Exercise objective :: Could you print each line of the material below exactly?

Source records ::
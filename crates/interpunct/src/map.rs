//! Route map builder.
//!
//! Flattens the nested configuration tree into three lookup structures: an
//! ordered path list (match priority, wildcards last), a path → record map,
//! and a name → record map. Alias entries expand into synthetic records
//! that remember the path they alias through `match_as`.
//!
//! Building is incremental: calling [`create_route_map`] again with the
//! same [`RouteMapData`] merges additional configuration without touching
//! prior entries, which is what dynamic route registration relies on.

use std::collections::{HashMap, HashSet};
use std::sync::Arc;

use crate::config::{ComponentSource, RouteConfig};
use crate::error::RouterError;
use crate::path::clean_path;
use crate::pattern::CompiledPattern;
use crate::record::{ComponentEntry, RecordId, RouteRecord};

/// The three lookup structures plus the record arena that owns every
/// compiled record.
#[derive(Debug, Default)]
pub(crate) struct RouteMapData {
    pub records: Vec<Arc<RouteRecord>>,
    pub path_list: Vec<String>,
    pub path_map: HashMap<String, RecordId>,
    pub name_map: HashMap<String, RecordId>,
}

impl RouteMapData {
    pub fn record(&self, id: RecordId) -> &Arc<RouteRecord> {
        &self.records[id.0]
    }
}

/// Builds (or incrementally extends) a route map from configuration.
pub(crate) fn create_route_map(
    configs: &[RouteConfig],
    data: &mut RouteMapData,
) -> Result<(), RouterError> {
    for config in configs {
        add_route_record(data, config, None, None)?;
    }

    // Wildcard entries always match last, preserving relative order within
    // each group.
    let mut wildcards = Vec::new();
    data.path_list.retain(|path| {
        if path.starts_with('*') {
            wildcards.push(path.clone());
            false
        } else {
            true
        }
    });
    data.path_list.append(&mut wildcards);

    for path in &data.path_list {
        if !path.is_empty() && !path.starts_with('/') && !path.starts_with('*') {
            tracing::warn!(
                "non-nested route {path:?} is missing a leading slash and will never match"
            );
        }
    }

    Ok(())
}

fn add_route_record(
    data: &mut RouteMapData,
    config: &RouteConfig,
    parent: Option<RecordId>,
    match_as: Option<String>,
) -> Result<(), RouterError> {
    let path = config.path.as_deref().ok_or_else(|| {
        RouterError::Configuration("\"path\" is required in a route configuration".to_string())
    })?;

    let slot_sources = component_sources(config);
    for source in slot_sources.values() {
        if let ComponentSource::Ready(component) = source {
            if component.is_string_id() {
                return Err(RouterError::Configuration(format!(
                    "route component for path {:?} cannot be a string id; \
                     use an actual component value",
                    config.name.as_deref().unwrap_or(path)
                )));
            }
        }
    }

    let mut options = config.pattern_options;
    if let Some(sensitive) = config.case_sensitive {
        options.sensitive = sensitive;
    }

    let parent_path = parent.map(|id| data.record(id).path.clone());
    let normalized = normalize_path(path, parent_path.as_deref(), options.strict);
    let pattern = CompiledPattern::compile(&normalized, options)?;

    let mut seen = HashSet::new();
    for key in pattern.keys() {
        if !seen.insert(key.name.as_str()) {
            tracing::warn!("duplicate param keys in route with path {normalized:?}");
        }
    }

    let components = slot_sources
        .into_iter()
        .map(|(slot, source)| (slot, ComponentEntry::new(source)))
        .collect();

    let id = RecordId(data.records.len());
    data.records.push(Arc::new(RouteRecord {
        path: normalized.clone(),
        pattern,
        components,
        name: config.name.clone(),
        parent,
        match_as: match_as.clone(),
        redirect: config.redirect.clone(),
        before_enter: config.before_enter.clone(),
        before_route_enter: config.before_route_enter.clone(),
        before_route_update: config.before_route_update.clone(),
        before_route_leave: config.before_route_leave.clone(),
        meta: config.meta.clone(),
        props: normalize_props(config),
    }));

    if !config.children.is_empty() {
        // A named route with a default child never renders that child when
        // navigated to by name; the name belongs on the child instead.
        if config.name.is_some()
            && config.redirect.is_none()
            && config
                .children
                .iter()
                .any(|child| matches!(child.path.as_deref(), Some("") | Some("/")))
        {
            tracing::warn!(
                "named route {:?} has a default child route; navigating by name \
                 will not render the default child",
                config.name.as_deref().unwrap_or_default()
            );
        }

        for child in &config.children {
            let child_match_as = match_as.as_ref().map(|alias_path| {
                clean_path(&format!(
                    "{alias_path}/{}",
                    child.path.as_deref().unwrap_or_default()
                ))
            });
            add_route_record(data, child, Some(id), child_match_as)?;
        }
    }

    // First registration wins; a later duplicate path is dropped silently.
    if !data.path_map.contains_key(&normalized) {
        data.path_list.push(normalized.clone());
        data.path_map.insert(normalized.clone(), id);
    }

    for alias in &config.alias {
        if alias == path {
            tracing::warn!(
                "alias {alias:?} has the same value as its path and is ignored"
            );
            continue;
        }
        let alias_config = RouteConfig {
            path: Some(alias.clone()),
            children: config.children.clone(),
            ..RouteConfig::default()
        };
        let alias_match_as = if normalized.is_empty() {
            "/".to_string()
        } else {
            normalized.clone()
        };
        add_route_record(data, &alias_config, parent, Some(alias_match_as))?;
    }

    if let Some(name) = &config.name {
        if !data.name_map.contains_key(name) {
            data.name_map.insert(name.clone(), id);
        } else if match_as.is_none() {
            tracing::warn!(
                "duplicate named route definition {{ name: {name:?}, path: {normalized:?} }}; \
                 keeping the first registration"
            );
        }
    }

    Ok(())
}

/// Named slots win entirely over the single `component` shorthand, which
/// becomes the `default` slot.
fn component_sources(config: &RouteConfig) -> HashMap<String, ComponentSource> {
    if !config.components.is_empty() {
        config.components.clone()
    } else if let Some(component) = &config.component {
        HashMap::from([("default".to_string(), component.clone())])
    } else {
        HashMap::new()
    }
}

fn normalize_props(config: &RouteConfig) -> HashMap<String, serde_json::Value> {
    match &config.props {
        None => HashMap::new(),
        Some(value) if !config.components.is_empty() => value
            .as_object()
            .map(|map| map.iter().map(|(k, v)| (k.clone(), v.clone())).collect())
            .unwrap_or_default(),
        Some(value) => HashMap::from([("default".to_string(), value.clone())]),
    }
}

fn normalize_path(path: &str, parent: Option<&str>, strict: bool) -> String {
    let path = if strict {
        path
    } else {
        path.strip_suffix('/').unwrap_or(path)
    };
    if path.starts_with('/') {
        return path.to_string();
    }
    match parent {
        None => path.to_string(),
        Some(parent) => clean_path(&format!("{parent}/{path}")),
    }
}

Finished exercise ::
filename crates/interpunct/src/map.rs
//! Route map builder.
//!
//! Flattens the nested configuration tree into three lookup structures: an
//! ordered path list (match priority, wildcards last), a path → record map,
//! and a name → record map. Alias entries expand into synthetic records
//! that remember the path they alias through `match_as`.
//!
//! Building is incremental: calling [`create_route_map`] again with the
//! same [`RouteMapData`] merges additional configuration without touching
//! prior entries, which is what dynamic route registration relies on.

use std::collections::{HashMap, HashSet};
use std::sync::Arc;

use crate::config::{ComponentSource, RouteConfig};
use crate::error::RouterError;
use crate::path::clean_path;
use crate::pattern::CompiledPattern;
use crate::record::{ComponentEntry, RecordId, RouteRecord};

/// The three lookup structures plus the record arena that owns every
/// compiled record.
#[derive(Debug, Default)]
pub(crate) struct RouteMapData {
    pub records: Vec<Arc<RouteRecord>>,
    pub path_list: Vec<String>,
    pub path_map: HashMap<String, RecordId>,
    pub name_map: HashMap<String, RecordId>,
}

impl RouteMapData {
    pub fn record(&self, id: RecordId) -> &Arc<RouteRecord> {
        &self.records[id.0]
    }
}

/// Builds (or incrementally extends) a route map from configuration.
pub(crate) fn create_route_map(
    configs: &[RouteConfig],
    data: &mut RouteMapData,
) -> Result<(), RouterError> {
    for config in configs {
        add_route_record(data, config, None, None)?;
    }

    // Wildcard entries always match last, preserving relative order within
    // each group.
    let mut wildcards = Vec::new();
    data.path_list.retain(|path| {
        if path.starts_with('*') {
            wildcards.push(path.clone());
            false
        } else {
            true
        }
    });
    data.path_list.append(&mut wildcards);

    for path in &data.path_list {
        if !path.is_empty() && !path.starts_with('/') && !path.starts_with('*') {
            tracing::warn!(
                "non-nested route {path:?} is missing a leading slash and will never match"
            );
        }
    }

    Ok(())
}

fn add_route_record(
    data: &mut RouteMapData,
    config: &RouteConfig,
    parent: Option<RecordId>,
    match_as: Option<String>,
) -> Result<(), RouterError> {
    let path = config.path.as_deref().ok_or_else(|| {
        RouterError::Configuration("\"path\" is required in a route configuration".to_string())
    })?;

    let slot_sources = component_sources(config);
    for source in slot_sources.values() {
        if let ComponentSource::Ready(component) = source {
            if component.is_string_id() {
                return Err(RouterError::Configuration(format!(
                    "route component for path {:?} cannot be a string id; \
                     use an actual component value",
                    config.name.as_deref().unwrap_or(path)
                )));
            }
        }
    }

    let mut options = config.pattern_options;
    if let Some(sensitive) = config.case_sensitive {
        options.sensitive = sensitive;
    }

    let parent_path = parent.map(|id| data.record(id).path.clone());
    let normalized = normalize_path(path, parent_path.as_deref(), options.strict);
    let pattern = CompiledPattern::compile(&normalized, options)?;

    let mut seen = HashSet::new();
    for key in pattern.keys() {
        if !seen.insert(key.name.as_str()) {
            tracing::warn!("duplicate param keys in route with path {normalized:?}");
        }
    }

    let components = slot_sources
        .into_iter()
        .map(|(slot, source)| (slot, ComponentEntry::new(source)))
        .collect();

    let id = RecordId(data.records.len());
    data.records.push(Arc::new(RouteRecord {
        path: normalized.clone(),
        pattern,
        components,
        name: config.name.clone(),
        parent,
        match_as: match_as.clone(),
        redirect: config.redirect.clone(),
        before_enter: config.before_enter.clone(),
        before_route_enter: config.before_route_enter.clone(),
        before_route_update: config.before_route_update.clone(),
        before_route_leave: config.before_route_leave.clone(),
        meta: config.meta.clone(),
        props: normalize_props(config),
    }));

    if !config.children.is_empty() {
        // A named route with a default child never renders that child when
        // navigated to by name; the name belongs on the child instead.
        if config.name.is_some()
            && config.redirect.is_none()
            && config
                .children
                .iter()
                .any(|child| matches!(child.path.as_deref(), Some("") | Some("/")))
        {
            tracing::warn!(
                "named route {:?} has a default child route; navigating by name \
                 will not render the default child",
                config.name.as_deref().unwrap_or_default()
            );
        }

        for child in &config.children {
            let child_match_as = match_as.as_ref().map(|alias_path| {
                clean_path(&format!(
                    "{alias_path}/{}",
                    child.path.as_deref().unwrap_or_default()
                ))
            });
            add_route_record(data, child, Some(id), child_match_as)?;
        }
    }

    // First registration wins; a later duplicate path is dropped silently.
    if !data.path_map.contains_key(&normalized) {
        data.path_list.push(normalized.clone());
        data.path_map.insert(normalized.clone(), id);
    }

    for alias in &config.alias {
        if alias == path {
            tracing::warn!(
                "alias {alias:?} has the same value as its path and is ignored"
            );
            continue;
        }
        let alias_config = RouteConfig {
            path: Some(alias.clone()),
            children: config.children.clone(),
            ..RouteConfig::default()
        };
        let alias_match_as = if normalized.is_empty() {
            "/".to_string()
        } else {
            normalized.clone()
        };
        add_route_record(data, &alias_config, parent, Some(alias_match_as))?;
    }

    if let Some(name) = &config.name {
        if !data.name_map.contains_key(name) {
            data.name_map.insert(name.clone(), id);
        } else if match_as.is_none() {
            tracing::warn!(
                "duplicate named route definition {{ name: {name:?}, path: {normalized:?} }}; \
                 keeping the first registration"
            );
        }
    }

    Ok(())
}

/// Named slots win entirely over the single `component` shorthand, which
/// becomes the `default` slot.
fn component_sources(config: &RouteConfig) -> HashMap<String, ComponentSource> {
    if !config.components.is_empty() {
        config.components.clone()
    } else if let Some(component) = &config.component {
        HashMap::from([("default".to_string(), component.clone())])
    } else {
        HashMap::new()
    }
}

fn normalize_props(config: &RouteConfig) -> HashMap<String, serde_json::Value> {
    match &config.props {
        None => HashMap::new(),
        Some(value) if !config.components.is_empty() => value
            .as_object()
            .map(|map| map.iter().map(|(k, v)| (k.clone(), v.clone())).collect())
            .unwrap_or_default(),
        Some(value) => HashMap::from([("default".to_string(), value.clone())]),
    }
}

fn normalize_path(path: &str, parent: Option<&str>, strict: bool) -> String {
    let path = if strict {
        path
    } else {
        path.strip_suffix('/').unwrap_or(path)
    };
    if path.starts_with('/') {
        return path.to_string();
    }
    match parent {
        None => path.to_string(),
        Some(parent) => clean_path(&format!("{parent}/{path}")),
    }
}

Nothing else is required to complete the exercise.